--- MATERIAL FOR THIS EXERCISE Enclosed Below ---

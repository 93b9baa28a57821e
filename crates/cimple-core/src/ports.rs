//! Port traits.
//!
//! These traits define the interfaces between the core domain and the
//! transport and secret adapters.

use crate::Result;
use crate::messages::Envelope;
use async_trait::async_trait;

/// Duplex channel carrying envelopes between one agent and the server.
#[async_trait]
pub trait MessageChannel: Send + Sync {
    /// Write one envelope. Fails if the channel is closed or the write
    /// deadline passes.
    async fn send_message(&self, envelope: Envelope) -> Result<()>;

    /// Wait for the next envelope. Keepalive frames are consumed internally.
    async fn read_message(&self) -> Result<Envelope>;

    /// Release the underlying socket. Calling it more than once is a no-op.
    async fn close(&self) -> Result<()>;
}

/// Resolves secrets referenced from step templates.
pub trait SecretStore: Send + Sync {
    fn get(&self, kind: &str, key: &str) -> Result<String>;
}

--- End of Enclosed MATERIAL FOR THIS EXERCISE ---

When a line in the material above includes "between", report that line by copying it.

//! These traits define the interfaces between the core domain and the
/// Duplex channel carrying envelopes between one agent and the server.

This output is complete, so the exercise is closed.